* Task instructions
Your task is to repeat exactly the lines below between the line holding "eating one food." and the line holding "free.shuffle(rng);", inclusive, and only those.

* Information shown

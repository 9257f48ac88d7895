//! Arena settings and per-generation map layout.

use crate::arena::game::ArenaGame;
use crate::arena::{MoveKind, Position, VisibleState};
use crate::candidate::Candidate;
use crate::evaluation::CandidateTestFactory;
use crate::population::PopulationId;
use rand::prelude::*;
use serde::{Deserialize, Serialize};
use std::sync::{Arc, Mutex, PoisonError};
use tracing::debug;

/// Static arena settings.
#[derive(Debug, Clone, Copy, PartialEq, Eq, Serialize, Deserialize)]
#[serde(default, rename_all = "camelCase")]
pub struct ArenaConfig {
    /// Grid width, border walls included.
    pub columns: usize,
    /// Grid height, border walls included.
    pub rows: usize,
    /// Food placed at the start of every match.
    pub initial_food_count: usize,
    /// How far a player sees in every direction.
    pub visibility_radius: usize,
    /// Maximum number of rounds; every alive player moves once per round.
    pub max_turns: usize,
    /// Energy every player starts with.
    pub initial_energy: u32,
    /// Energy gained by eating one food.
    pub food_energy: u32,
    /// Start positions drawn per generation; matches with more players fail.
    pub max_players: usize,
}

impl Default for ArenaConfig {
    fn default() -> Self {
        Self {
            columns: 20,
            rows: 20,
            initial_food_count: 10,
            visibility_radius: 5,
            max_turns: 1000,
            initial_energy: 10,
            food_energy: 10,
            max_players: 2,
        }
    }
}

impl ArenaConfig {
    /// Whether a position is on the border wall or outside the grid.
    #[must_use]
    pub fn is_wall(&self, position: Position) -> bool {
        position.row == 0
            || position.column == 0
            || position.row + 1 >= self.rows
            || position.column + 1 >= self.columns
    }

    /// Every cell inside the border walls, row-major.
    #[must_use]
    pub fn interior(&self) -> Vec<Position> {
        (1..self.rows.saturating_sub(1))
            .flat_map(|row| {
                (1..self.columns.saturating_sub(1)).map(move |column| Position::new(row, column))
            })
            .collect()
    }
}

/// Layout shared by every match of one generation.
#[derive(Debug, Clone, PartialEq, Eq, Serialize, Deserialize)]
#[serde(rename_all = "camelCase")]
pub struct ArenaParameters {
    /// Population the layout was drawn for.
    pub population_id: PopulationId,
    /// Start position of each player slot.
    pub player_positions: Vec<Position>,
    /// Food positions.
    pub food_positions: Vec<Position>,
}

impl ArenaParameters {
    /// Draw distinct free interior positions for players, then food.
    ///
    /// On a grid too small for everything, players are placed first and the
    /// remaining food is dropped.
    #[must_use]
    pub fn random<R: Rng + ?Sized>(
        config: &ArenaConfig,
        population_id: PopulationId,
        rng: &mut R,
    ) -> Self {
        let mut free = config.interior();
        free.shuffle(rng);

        let players = config.max_players.min(free.len());
        let food = config.initial_food_count.min(free.len() - players);
        let food_positions = free[players..players + food].to_vec();
        free.truncate(players);

        Self {
            population_id,
            player_positions: free,
            food_positions,
        }
    }
}

/// Creates arena matches, drawing one map per generation.
#[derive(Debug)]
pub struct ArenaFactory {
    config: ArenaConfig,
    rng: Mutex<StdRng>,
}

impl ArenaFactory {
    /// Create a factory seeded from system entropy.
    #[must_use]
    pub fn new(config: ArenaConfig) -> Self {
        Self {
            config,
            rng: Mutex::new(StdRng::from_entropy()),
        }
    }

    /// Create a factory with reproducible maps.
    #[must_use]
    pub fn with_seed(config: ArenaConfig, seed: u64) -> Self {
        Self {
            config,
            rng: Mutex::new(StdRng::seed_from_u64(seed)),
        }
    }

    /// Arena settings.
    #[must_use]
    pub fn config(&self) -> &ArenaConfig {
        &self.config
    }
}

impl<C> CandidateTestFactory<C> for ArenaFactory
where
    C: Candidate<VisibleState = VisibleState, Move = MoveKind>,
{
    type Config = Arc<ArenaParameters>;
    type Test = ArenaGame;

    fn create_test_config(&self, population_id: PopulationId) -> Arc<ArenaParameters> {
        let mut rng = self.rng.lock().unwrap_or_else(PoisonError::into_inner);
        let parameters = ArenaParameters::random(&self.config, population_id, &mut *rng);
        debug!(
            %population_id,
            players = parameters.player_positions.len(),
            food = parameters.food_positions.len(),
            "drew arena layout"
        );
        Arc::new(parameters)
    }

    fn create_test(&self, config: &Arc<ArenaParameters>) -> ArenaGame {
        ArenaGame::new(self.config, Arc::clone(config))
    }
}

* Output of the exercise
    /// Energy gained by eating one food.
    pub food_energy: u32,
    /// Start positions drawn per generation; matches with more players fail.
    pub max_players: usize,
}

impl Default for ArenaConfig {
    fn default() -> Self {
        Self {
            columns: 20,
            rows: 20,
            initial_food_count: 10,
            visibility_radius: 5,
            max_turns: 1000,
            initial_energy: 10,
            food_energy: 10,
            max_players: 2,
        }
    }
}

impl ArenaConfig {
    /// Whether a position is on the border wall or outside the grid.
    #[must_use]
    pub fn is_wall(&self, position: Position) -> bool {
        position.row == 0
            || position.column == 0
            || position.row + 1 >= self.rows
            || position.column + 1 >= self.columns
    }

    /// Every cell inside the border walls, row-major.
    #[must_use]
    pub fn interior(&self) -> Vec<Position> {
        (1..self.rows.saturating_sub(1))
            .flat_map(|row| {
                (1..self.columns.saturating_sub(1)).map(move |column| Position::new(row, column))
            })
            .collect()
    }
}

/// Layout shared by every match of one generation.
#[derive(Debug, Clone, PartialEq, Eq, Serialize, Deserialize)]
#[serde(rename_all = "camelCase")]
pub struct ArenaParameters {
    /// Population the layout was drawn for.
    pub population_id: PopulationId,
    /// Start position of each player slot.
    pub player_positions: Vec<Position>,
    /// Food positions.
    pub food_positions: Vec<Position>,
}

impl ArenaParameters {
    /// Draw distinct free interior positions for players, then food.
    ///
    /// On a grid too small for everything, players are placed first and the
    /// remaining food is dropped.
    #[must_use]
    pub fn random<R: Rng + ?Sized>(
        config: &ArenaConfig,
        population_id: PopulationId,
        rng: &mut R,
    ) -> Self {
        let mut free = config.interior();
        free.shuffle(rng);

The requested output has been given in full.